The accreditation system feedback database collects care-related adverse events occurring during the routine practice of physicians and medical teams. The lessons learned are used to develop patient safety solutions (PSS) designed to improve practices, reduce the occurrence of events or mitigate their consequences. Type-3 PSSs are produced by the HAS in liaison with accreditation bodies.
We live in a complex environment, with a vast amount of data to take on board and analyse, but we have limited cognitive capacities. We therefore use mental shortcuts on a daily basis, which help us to make quick and usually reliable decisions. These shortcuts are indispensable, but can sometimes be a source of error if used in the wrong situation, resulting in cognitive bias, which includes the fixation phenomenon.
Here, fixation is defined as being any situation in which a healthcare professional’s attention is so highly focused on a specific goal that he or she fails to notice warning signs that should normally prompt a change in approach or even the stoppage of the procedure before an adverse event can occur.

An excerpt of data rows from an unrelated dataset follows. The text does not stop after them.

pub fn set_caption_state(doc: &mut Document, caption: NodeId, state: CaptionState) {
    doc.remove_class(caption, CAPTION_PENDING_CLASS);
    doc.remove_class(caption, CAPTION_FAILED_CLASS);
    match state {
        CaptionState::Ready => {}
        CaptionState::Pending => doc.add_class(caption, CAPTION_PENDING_CLASS),
        CaptionState::Failed => doc.add_class(caption, CAPTION_FAILED_CLASS),
    }
}

pub fn caption_state(doc: &Document, caption: NodeId) -> CaptionState {
    if doc.has_class(caption, CAPTION_PENDING_CLASS) {
        CaptionState::Pending
    } else if doc.has_class(caption, CAPTION_FAILED_CLASS) {
        CaptionState::Failed
    } else {
        CaptionState::Ready
    }
}

fn apply_color(doc: &mut Document, annotation: &Annotation, color: Option<&str>) {
    match color {
        Some(c) => {
            doc.set_attr(
                annotation.highlight,
                "style",
                format!(
                    "border-bottom-color: {c}; background-color: color-mix(in srgb, {c}, transparent 90%)"
                ),
            );
            doc.set_attr(annotation.caption, "style", format!("color: {c}"));
        }
        None => {
            doc.remove_attr(annotation.highlight, "style");
            doc.remove_attr(annotation.caption, "style");
        }
    }
}

/// Whether `value` is safe to splice into an inline style as a color.
pub fn is_css_color(value: &str) -> bool {
    !value.is_empty()
        && value.len() <= 64
        && value
            .chars()
            .all(|c| c.is_ascii_alphanumeric() || matches!(c, '#' | '(' | ')' | ',' | '.' | '%' | ' ' | '-'))
}

/// Resolve the annotation that owns `node` (a caption, highlight, or wrapper).
pub fn annotation_for(doc: &Document, node: NodeId) -> Option<Annotation> {
    let wrapper = doc.closest(node, |el| el.has_class(WRAP_CLASS))?;
    annotation_parts(doc, wrapper)
}

fn annotation_parts(doc: &Document, wrapper: NodeId) -> Option<Annotation> {
    let find = |class: &str| {
        doc.children(wrapper)
            .iter()
            .copied()
            .find(|&c| doc.has_class(c, class))
    };
    Some(Annotation {
        wrapper,
        caption: find(CAPTION_CLASS)?,
        highlight: find(HIGHLIGHT_CLASS)?,
    })
}

/// The literal word shown by an annotation.
pub fn highlight_text(doc: &Document, annotation: &Annotation) -> String {
    doc.text_content(annotation.highlight)
}

/// Annotations under `root`, optionally only those showing `word` (any case).
pub fn annotations(doc: &Document, root: NodeId, word: Option<&str>) -> Vec<Annotation> {
    let word = word.map(fold_case);
    doc.elements_with_class(root, WRAP_CLASS)
        .into_iter()
        .filter_map(|w| annotation_parts(doc, w))
        .filter(|a| match &word {
            Some(w) => fold_case(&highlight_text(doc, a)) == *w,
            None => true,
        })
        .collect()
}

The aim of this PSS is to raise awareness among healthcare professionals of fixation and the cognitive mechanisms that may impair reasoning and clinical decision-making, and to suggest practical strategies to help protect against it or minimise its impact.
Analysis
An in-depth analysis of the feedbackdatabase found 76 adverse events associated with fixation , notified between May 2016 and June 2021. These adverse events were always associated with other cognitive biases (four on average). In 28 cases, these adverse events resulted in severe harm to the patient or death. However, the majority (n = 71/76) were considered to have been avoidable or probably avoidable by the notifier. The most effective measures to combat fixation were reassessing the situation, with a break for example, seeking advice from a colleague, or engaging in discussions within the team.

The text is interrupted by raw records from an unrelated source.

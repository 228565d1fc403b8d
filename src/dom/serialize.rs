use crate::dom::{Document, NodeId, NodeType};

const VOID_ELEMENTS: &[&str] = &[
    "area", "base", "br", "col", "embed", "hr", "img", "input", "link", "meta", "source", "track",
    "wbr",
];

/// Elements whose text children are emitted unescaped.
const RAW_TEXT: &[&str] = &["script", "style"];

/// Serialize the subtree at `id` as HTML.
pub fn to_html(doc: &Document, id: NodeId) -> String {
    let mut out = String::new();
    write_node(doc, id, &mut out);
    out
}

/// Serialize the whole document, prefixed with an HTML5 doctype.
pub fn document_to_html(doc: &Document) -> String {
    let mut out = String::from("<!DOCTYPE html>");
    for &child in doc.children(doc.root()) {
        write_node(doc, child, &mut out);
    }
    out
}

fn write_node(doc: &Document, id: NodeId, out: &mut String) {
    let node = doc.node(id);
    match node.node_type {
        NodeType::Document => {
            for &child in doc.children(id) {
                write_node(doc, child, out);
            }
        }
        NodeType::Text => {
            let raw = doc
                .parent(id)
                .map(|p| RAW_TEXT.contains(&doc.node(p).tag.as_str()))
                .unwrap_or(false);
            if raw {
                out.push_str(&node.text);
            } else {
                escape_into(&node.text, false, out);
            }
        }
        NodeType::Element => {
            out.push('<');
            out.push_str(&node.tag);
            for (k, v) in &node.attributes {
                out.push(' ');
                out.push_str(k);
                out.push_str("=\"");
                escape_into(v, true, out);
                out.push('"');
            }
            out.push('>');
            if VOID_ELEMENTS.contains(&node.tag.as_str()) {
                return;
            }
            for &child in doc.children(id) {
                write_node(doc, child, out);
            }
            out.push_str("</");
            out.push_str(&node.tag);
            out.push('>');
        }
    }
}

fn escape_into(text: &str, attribute: bool, out: &mut String) {
    for ch in text.chars() {
        match ch {
            '&' => out.push_str("&amp;"),
            '<' => out.push_str("&lt;"),
            '>' => out.push_str("&gt;"),
            '"' if attribute => out.push_str("&quot;"),
            '\u{a0}' => out.push_str("&nbsp;"),
            c => out.push(c),
        }
    }
}

#[cfg(test)]
mod tests {
    use super::*;
    use crate::dom::parser::parse_html;

    #[test]
    fn escapes_text_and_attributes() {
        let mut doc = Document::with_body("https://example.com");
        let body = doc.body().unwrap();
        let span = doc.create_element("span");
        doc.set_attr(span, "title", "say \"hi\"");
        let t = doc.create_text("a < b & c");
        doc.append_child(body, span).unwrap();
        doc.append_child(span, t).unwrap();
        assert_eq!(
            to_html(&doc, span),
            r#"<span title="say &quot;hi&quot;">a &lt; b &amp; c</span>"#
        );
    }

    #[test]
    fn script_text_is_raw_and_void_elements_close() {
        let doc = parse_html(
            "<html><body><script>a < b</script><br><p>x</p></body></html>",
            "https://example.com",
        );
        let html = to_html(&doc, doc.body().unwrap());
        assert_eq!(html, "<body><script>a < b</script><br><p>x</p></body>");
    }
}
//! Annotation engine: matching, rendering, change tracking, and the page
//! session that drives them.

pub mod matcher;
pub mod render;
pub mod selection;
pub mod session;
pub mod watch;

pub use session::{MenuAction, Session, SessionEvent};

Surveys of practices were also conducted in 2020 among 1,880 orthopaedic surgeons and in 2021 among 19,483 anaesthetists, surgeons and interventional specialists. Among the 2,961 survey respondents, 61% had already experienced fixation situation (n = 1,891) and 63% had already witnessed it (n = 1,869).
Risk reduction tools
This PSS proposes a list of solutions to limit the occurrence and consequences of fixation:
- raise awareness of cognitive function and its shortcomings;
- ensure a favourable organisational and human context;
- identify risky situations;
- mobilise the available tools (alarms, check-lists, protocols, etc.);
- put into practice a metacognition approach (analysis of reasoning), slow down, take a break;
- ask for assistance, if necessary (team or colleague).

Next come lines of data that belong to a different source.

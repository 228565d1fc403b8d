//! Remote collaborators: translation, pronunciation, and page retrieval.
//!
//! All calls are blocking; the session runs them on background threads and
//! polls the result channels from its event-loop tick.

pub mod fetch;
pub mod pronounce;
pub mod translate;

use std::time::Duration;

pub use pronounce::{DictionaryPronouncer, Pronouncer};
pub use translate::{GoogleTranslator, TranslationRequest, Translator};

const USER_AGENT: &str = concat!("vocab-overlay/", env!("CARGO_PKG_VERSION"));

/// Shared blocking client with a hard request ceiling.
pub fn http_client(timeout: Duration) -> reqwest::Result<reqwest::blocking::Client> {
    reqwest::blocking::Client::builder()
        .user_agent(USER_AGENT)
        .timeout(timeout)
        .redirect(reqwest::redirect::Policy::limited(10))
        .build()
}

For professionals wishing to develop a more detailed understanding of the subject, a table of the main cognitive biases in the healthcare field and a short bibliographic note covering the main concepts relative to cognitive mechanisms have been included in the document.
This PSS is aimed at all medical and paramedical healthcare professionals, whether they work in the community or in a healthcare facility.